Dahinter steckt die sich im Dschungeldickicht versteckende, gemeingefährliche Drogenbossin Poppy (Julianne Moore in einer ihrer undankbarsten Rollen), die allen Süchtigen der Welt einen ganz fiesen Cocktail ins Blut mischt. Und nur deshalb, weil sie selbst das Gegenserum besitzt, mit dem sie den nicht minder machtversessenen US-Präsidenten zu erpressen versucht. Womit der im Moment im Kino grassierende, so obligate wie einfältige Trump-Seitenhieb auch erledigt wäre.

Reiner Schauwert

Nun ist für eine Figur wie den Nachwuchsspion Eggsy die popkulturelle Nische zwischen dem überspannten Austin Powers und den herzigen Spy Kids relativ eng. Um diese dennoch zu füllen, konzentriert sich Kick Ass-Regisseur Matthew Vaughn 140 Minuten lang also lieber auf den reinen Schauwert, der von Poppys im 50er-Jahre-Retrostil eingerichteten Dschungelcamp bis zu den im Cowboylook aufmarschierenden Kingsman-Kollaborateuren in Kentucky reicht, die sich als Statesman hinter einer Whiskydestillerie verstecken. Das verhilft immerhin Jeff Bridges, Halle Berry und Channing Tatum zu Gastauftritten im All-Star-Cast.

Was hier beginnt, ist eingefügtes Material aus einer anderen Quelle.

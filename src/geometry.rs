//! Planar geometry for tag quadrilaterals in display coordinates.

mod homography;
mod orientation;
mod point;
mod rect;

pub use homography::Homography;
pub use orientation::normalize_orientation;
pub use point::{Point, Quad, centroid};
pub use rect::Rect;
use std::time::Duration;

use crate::error::ConfigError;
use crate::presentation::{Color, Palette};

/// Configuration for a [`Session`](crate::Session).
#[derive(Debug, Clone, PartialEq)]
#[cfg_attr(feature = "serde", derive(serde::Serialize, serde::Deserialize))]
#[cfg_attr(feature = "serde", serde(default))]
pub struct SessionConfig {
    /// How long a tag stays drawn after the detector reports it done.
    pub hide_after_done_delay: Duration,
    /// How long a finished tag still counts as visible. Must exceed
    /// `hide_after_done_delay`.
    pub visibility_done_delay: Duration,
    /// Colors handed out to new tags in rotation.
    pub palette: Vec<Color>,
}

impl Default for SessionConfig {
    fn default() -> Self {
        Self {
            hide_after_done_delay: Duration::from_millis(1000),
            visibility_done_delay: Duration::from_millis(2000),
            palette: Palette::default_colors(),
        }
    }
}

impl SessionConfig {
    pub fn with_hide_after_done_delay(mut self, delay: Duration) -> Self {
        self.hide_after_done_delay = delay;
        self
    }

    pub fn with_visibility_done_delay(mut self, delay: Duration) -> Self {
        self.visibility_done_delay = delay;
        self
    }

    pub fn with_palette(mut self, palette: Vec<Color>) -> Self {
        self.palette = palette;
        self
    }

    pub fn validate(&self) -> Result<(), ConfigError> {
        if self.hide_after_done_delay.is_zero() {
            return Err(ConfigError::ZeroDelay {
                field: "hide_after_done_delay",
            });
        }
        if self.visibility_done_delay.is_zero() {
            return Err(ConfigError::ZeroDelay {
                field: "visibility_done_delay",
            });
        }
        if self.visibility_done_delay <= self.hide_after_done_delay {
            return Err(ConfigError::DelayOrdering {
                hide: self.hide_after_done_delay,
                visibility: self.visibility_done_delay,
            });
        }
        if self.palette.is_empty() {
            return Err(ConfigError::EmptyPalette);
        }
        Ok(())
    }
}

#[cfg(test)]
mod tests {
    use super::*;

    #[test]
    fn test_default_is_valid() {
        assert_eq!(SessionConfig::default().validate(), Ok(()));
    }

    #[test]
    fn test_visibility_delay_must_exceed_hide_delay() {
        let config = SessionConfig::default()
            .with_hide_after_done_delay(Duration::from_secs(2))
            .with_visibility_done_delay(Duration::from_secs(2));
        assert!(matches!(
            config.validate(),
            Err(ConfigError::DelayOrdering { .. })
        ));
    }

    #[test]
    fn test_rejects_zero_delay_and_empty_palette() {
        let config = SessionConfig::default().with_hide_after_done_delay(Duration::ZERO);
        assert_eq!(
            config.validate(),
            Err(ConfigError::ZeroDelay {
                field: "hide_after_done_delay"
            })
        );
        let config = SessionConfig::default().with_palette(vec![]);
        assert_eq!(config.validate(), Err(ConfigError::EmptyPalette));
    }
}
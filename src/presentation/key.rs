use url::Url;

/// URL schemes a payload may use to be shown as an image.
const IMAGE_SCHEMES: [&str; 5] = ["http", "https", "ftp", "file", "jar"];

/// Raw content decoded from a tag.
#[derive(Debug, Clone, PartialEq, Eq, Default)]
pub struct Payload {
    /// The decoded string, exactly as read.
    pub raw_value: String,
    /// Explicit URL field, for tag formats that carry a typed URL record.
    pub url: Option<String>,
}

impl Payload {
    pub fn new(raw_value: impl Into<String>) -> Self {
        Self {
            raw_value: raw_value.into(),
            url: None,
        }
    }

    pub fn with_url(mut self, url: impl Into<String>) -> Self {
        self.url = Some(url.into());
        self
    }
}

/// Identifies what a tag should display. Used as the asset cache index.
#[derive(Debug, Clone, PartialEq, Eq, Hash)]
pub enum PresentationKey {
    Image { url: Url },
    Text { text: String },
}

impl PresentationKey {
    pub fn image(url: Url) -> Self {
        Self::Image { url }
    }

    pub fn text(text: impl Into<String>) -> Self {
        Self::Text { text: text.into() }
    }

    /// Derive the key for a payload.
    ///
    /// A non-empty explicit URL field wins if it parses; otherwise the raw
    /// value is tried as a URL; otherwise the raw value is shown as text.
    /// Free text that happens to parse as a URL is therefore shown as an image.
    pub fn from_payload(payload: &Payload) -> Self {
        let explicit = payload
            .url
            .as_deref()
            .filter(|u| !u.is_empty())
            .and_then(parse_url);

        match explicit.or_else(|| parse_url(&payload.raw_value)) {
            Some(url) => Self::Image { url },
            None => Self::Text {
                text: payload.raw_value.clone(),
            },
        }
    }

    pub fn is_image(&self) -> bool {
        matches!(self, Self::Image { .. })
    }
}

/// Parse `input` as an absolute URL with one of the supported schemes.
pub fn parse_url(input: &str) -> Option<Url> {
    let url = match Url::parse(input) {
        Ok(url) => url,
        Err(e) => {
            tracing::trace!(input, error = %e, "Payload is not a URL");
            return None;
        }
    };
    IMAGE_SCHEMES
        .contains(&url.scheme())
        .then_some(url)
}

#[cfg(test)]
mod tests {
    use super::*;

    #[test]
    fn test_raw_url_becomes_image_key() {
        let key = PresentationKey::from_payload(&Payload::new("http://x/a.png"));
        assert_eq!(
            key,
            PresentationKey::image(Url::parse("http://x/a.png").unwrap())
        );
        assert!(key.is_image());
    }

    #[test]
    fn test_plain_text_becomes_text_key() {
        let key = PresentationKey::from_payload(&Payload::new("hello world"));
        assert_eq!(key, PresentationKey::text("hello world"));
    }

    #[test]
    fn test_explicit_url_takes_precedence() {
        let payload =
            Payload::new("https://raw.example/b.png").with_url("https://typed.example/a.png");
        match PresentationKey::from_payload(&payload) {
            PresentationKey::Image { url } => assert_eq!(url.host_str(), Some("typed.example")),
            other => panic!("expected image key, got {other:?}"),
        }
    }

    #[test]
    fn test_empty_or_invalid_explicit_url_falls_back_to_raw() {
        let payload = Payload::new("https://raw.example/b.png").with_url("");
        assert!(PresentationKey::from_payload(&payload).is_image());

        let payload = Payload::new("just text").with_url("not a url");
        assert_eq!(
            PresentationKey::from_payload(&payload),
            PresentationKey::text("just text")
        );
    }

    #[test]
    fn test_unsupported_scheme_is_text() {
        assert!(parse_url("mailto:someone@example.com").is_none());
        assert!(parse_url("note: buy milk").is_none());
        assert!(parse_url("ftp://files.example/pic.png").is_some());
    }

    #[test]
    fn test_key_equality_is_structural() {
        assert_eq!(PresentationKey::text("a"), PresentationKey::text("a"));
        assert_ne!(PresentationKey::text("a"), PresentationKey::text("b"));
        let a = parse_url("http://x/a.png").unwrap();
        let b = parse_url("http://x/a.png").unwrap();
        assert_eq!(PresentationKey::image(a), PresentationKey::image(b));
    }
}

Dass sich die lustvoll zelebrierten Brutalitäten mit den Pointenschleudern nicht vertragen würden – Poppy dreht ihre Widersacher gerne durch den Fleischwolf und gönnt sie sich als Burger -, ist jedoch weniger das Problem dieses Films, als dass The Golden Circle aus seiner Quadratur des Kreises nicht und nicht herausfindet. Und wohl auch deshalb erst nach knapp zweieinhalb Stunden zu einem Ende kommt. (Michael Pekler, 23.9.2017)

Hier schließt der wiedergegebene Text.